HOW TO COMPLETE THIS TASK: Retype verbatim the lines of the listing, from the very first through the line with "submitted again. Counters".

= Beginning of Section =

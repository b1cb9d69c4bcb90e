//! Pipeline scheduler: fans a declarative definition out into bounded
//! generation and analysis jobs.
//!
//! Each run expands to `models × templates` generation jobs; when the
//! analysis stage is enabled, every successful generation gates exactly one
//! analysis job. Two semaphores bound the stages independently. An in-flight
//! set keyed by (run id, job key) guards against double submission: a job
//! the polling loop observes mid-flight is never submitted again. Counters
//! advance exactly once per job, driven by completion messages, never by
//! re-scanning job lists.

use std::collections::{HashMap, HashSet, VecDeque};
use std::sync::Arc;
use std::sync::atomic::{AtomicU64, Ordering};
use std::time::Duration;

use chrono::Utc;
use serde::Serialize;
use tokio::sync::{Mutex, Semaphore, mpsc};
use tracing::{info, warn};

use crate::errors::OrchestrationError;
use crate::generation::GenerationBackend;
use crate::models::{PipelineConfig, PipelineRun, PipelineStatus, TaskStatus};
use crate::orchestrator::TaskOrchestrator;
use crate::reservation::ReservationStore;

#[derive(Debug, Clone)]
pub struct SchedulerConfig {
    /// Upper bound on concurrent generation jobs, across the whole process.
    pub max_concurrent_generation: usize,
    /// Upper bound on concurrent analysis jobs, across the whole process.
    pub max_concurrent_analysis: usize,
    /// How long the polling loop waits for a completion before re-checking
    /// cancellation and submission capacity.
    pub poll_interval: Duration,
}

impl Default for SchedulerConfig {
    fn default() -> Self {
        Self {
            max_concurrent_generation: 2,
            max_concurrent_analysis: 2,
            poll_interval: Duration::from_secs(1),
        }
    }
}

/// Progress events emitted while a run executes.
#[derive(Debug, Clone, Serialize)]
#[serde(tag = "type", rename_all = "snake_case")]
pub enum PipelineEvent {
    RunStarted {
        run_id: u64,
        generation_total: u32,
        analysis_total: u32,
    },
    GenerationCompleted {
        run_id: u64,
        model: String,
        template: String,
        app_number: u32,
    },
    GenerationFailed {
        run_id: u64,
        model: String,
        template: String,
        error: String,
    },
    AnalysisCompleted {
        run_id: u64,
        model: String,
        app_number: u32,
        task_id: i64,
    },
    AnalysisFailed {
        run_id: u64,
        model: String,
        app_number: u32,
        error: String,
    },
    RunFinished {
        run_id: u64,
        status: PipelineStatus,
    },
}

#[derive(Debug, Clone)]
struct GenJob {
    model: String,
    template: String,
}

enum JobOutcome {
    Generation {
        key: String,
        model: String,
        template: String,
        result: Result<u32, String>,
    },
    Analysis {
        key: String,
        model: String,
        app_number: u32,
        result: Result<(i64, TaskStatus), String>,
    },
}

pub struct JobScheduler {
    config: SchedulerConfig,
    reservations: ReservationStore,
    generator: Arc<dyn GenerationBackend>,
    orchestrator: Arc<TaskOrchestrator>,
    runs: Mutex<HashMap<u64, PipelineRun>>,
    in_flight: Mutex<HashSet<(u64, String)>>,
    next_run_id: AtomicU64,
    event_tx: Option<mpsc::Sender<PipelineEvent>>,
}
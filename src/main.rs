use std::path::PathBuf;
use std::sync::Arc;

use anyhow::{Context, Result};
use clap::{Parser, Subcommand};
use tracing_subscriber::EnvFilter;

use crucible::config::Settings;
use crucible::db::{Db, DbHandle};
use crucible::dispatch::WsTransport;
use crucible::generation::HttpGenerationBackend;
use crucible::models::{PipelineConfig, ServiceType};
use crucible::orchestrator::TaskOrchestrator;
use crucible::pool::{EndpointPool, PoolConfig, Probe};
use crucible::reservation::ReservationStore;
use crucible::scheduler::{JobScheduler, SchedulerConfig};
use crucible::sweep::{MaintenanceSweep, SweepConfig};

#[derive(Parser)]
#[command(name = "crucible")]
#[command(version, about = "Research-platform orchestration core")]
pub struct Cli {
    /// Path to the TOML config file (defaults to ./crucible.toml if present)
    #[arg(long, global = true)]
    pub config: Option<PathBuf>,

    #[command(subcommand)]
    pub command: Commands,
}

#[derive(Subcommand)]
pub enum Commands {
    /// Execute a pipeline definition to a terminal status
    Run {
        /// Path to the pipeline definition (JSON)
        #[arg(long)]
        pipeline: PathBuf,
    },
    /// Run one maintenance sweep pass and exit
    Sweep,
    /// Probe every configured worker endpoint and print its health
    Endpoints,
}

#[tokio::main]
async fn main() -> Result<()> {
    tracing_subscriber::fmt()
        .with_env_filter(
            EnvFilter::try_from_default_env().unwrap_or_else(|_| EnvFilter::new("info")),
        )
        .init();

    let cli = Cli::parse();
    let settings = Settings::load(cli.config.as_deref())?;

    match cli.command {
        Commands::Run { pipeline } => cmd_run(&settings, &pipeline).await,
        Commands::Sweep => cmd_sweep(&settings).await,
        Commands::Endpoints => cmd_endpoints(&settings).await,
    }
}

async fn cmd_run(settings: &Settings, pipeline_path: &std::path::Path) -> Result<()> {
    let raw = std::fs::read_to_string(pipeline_path).with_context(|| {
        format!("Failed to read pipeline definition {}", pipeline_path.display())
    })?;
    let pipeline: PipelineConfig =
        serde_json::from_str(&raw).context("Failed to parse pipeline definition")?;

    let db = DbHandle::new(Db::new(&settings.database.path)?);
    let transport = Arc::new(WsTransport::new(
        settings.dispatch_timeout(),
        settings.probe_timeout(),
    ));

    let pool = Arc::new(EndpointPool::new(
        PoolConfig {
            cooldown: settings.cooldown(),
            probe_timeout: settings.probe_timeout(),
            strategy: settings.pool.strategy,
        },
        transport.clone(),
    ));
    for service in ServiceType::ALL {
        for url in settings.endpoints.for_service(service) {
            pool.register(service, url).await;
        }
    }

    let reservations = ReservationStore::new(
        db.clone(),
        settings.database.lock_dir.clone(),
        std::time::Duration::from_secs(30),
    );
    let generator = Arc::new(HttpGenerationBackend::new(
        settings.generator.gateway_url.clone(),
        std::time::Duration::from_secs(settings.generator.timeout_secs),
    )?);
    let orchestrator = Arc::new(TaskOrchestrator::new(
        db.clone(),
        pool,
        transport,
        settings.dispatch.max_retries,
    ));

    // Stream progress events as JSON lines.
    let (event_tx, mut event_rx) = tokio::sync::mpsc::channel(64);
    let printer = tokio::spawn(async move {
        while let Some(event) = event_rx.recv().await {
            if let Ok(line) = serde_json::to_string(&event) {
                println!("{}", line);
            }
        }
    });

    let scheduler = JobScheduler::new(
        SchedulerConfig {
            max_concurrent_generation: settings.pipeline.max_concurrent_generation,
            max_concurrent_analysis: settings.pipeline.max_concurrent_analysis,
            poll_interval: settings.poll_interval(),
        },
        reservations,
        generator,
        orchestrator,
    )
    .with_event_channel(event_tx);

    // Reconcile anything a previous process left behind before taking on
    // new work, then keep sweeping while the run executes.
    let mut sweep = MaintenanceSweep::new(
        db,
        SweepConfig {
            interval: std::time::Duration::from_secs(settings.sweep.interval_secs),
            running_timeout: std::time::Duration::from_secs(settings.sweep.running_timeout_secs),
            pending_timeout: std::time::Duration::from_secs(settings.sweep.pending_timeout_secs),
            grace_period: std::time::Duration::from_secs(settings.sweep.grace_period_secs),
        },
    );
    sweep.start();

    let run_id = scheduler.submit(pipeline).await?;
    let run = scheduler.execute(run_id).await?;

    sweep.stop().await;
    drop(scheduler);
    let _ = printer.await;

    println!(
        "{}",
        serde_json::to_string_pretty(&run).context("Failed to render run summary")?
    );
    Ok(())
}

async fn cmd_sweep(settings: &Settings) -> Result<()> {
    let db = DbHandle::new(Db::new(&settings.database.path)?);
    let sweep = MaintenanceSweep::new(
        db,
        SweepConfig {
            interval: std::time::Duration::from_secs(settings.sweep.interval_secs),
            running_timeout: std::time::Duration::from_secs(settings.sweep.running_timeout_secs),
            pending_timeout: std::time::Duration::from_secs(settings.sweep.pending_timeout_secs),
            grace_period: std::time::Duration::from_secs(settings.sweep.grace_period_secs),
        },
    );
    let report = sweep.run_once().await?;
    println!(
        "reclaimed {} running, {} pending",
        report.running_reclaimed, report.pending_reclaimed
    );
    Ok(())
}

async fn cmd_endpoints(settings: &Settings) -> Result<()> {
    let transport = WsTransport::new(settings.dispatch_timeout(), settings.probe_timeout());
    let mut any = false;
    for service in ServiceType::ALL {
        for url in settings.endpoints.for_service(service) {
            any = true;
            let alive = transport.probe(url, service).await;
            println!(
                "{:<18} {:<40} {}",
                service.as_str(),
                url,
                if alive { "healthy" } else { "unreachable" }
            );
        }
    }
    if !any {
        println!("no endpoints configured");
    }
    Ok(())
}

= End of Section =

EXERCISE RESULT:
repository b1cb9d69c4bcb90e
//! Pipeline scheduler: fans a declarative definition out into bounded
//! generation and analysis jobs.
//!
//! Each run expands to `models × templates` generation jobs; when the
//! analysis stage is enabled, every successful generation gates exactly one
//! analysis job. Two semaphores bound the stages independently. An in-flight
//! set keyed by (run id, job key) guards against double submission: a job
//! the polling loop observes mid-flight is never submitted again. Counters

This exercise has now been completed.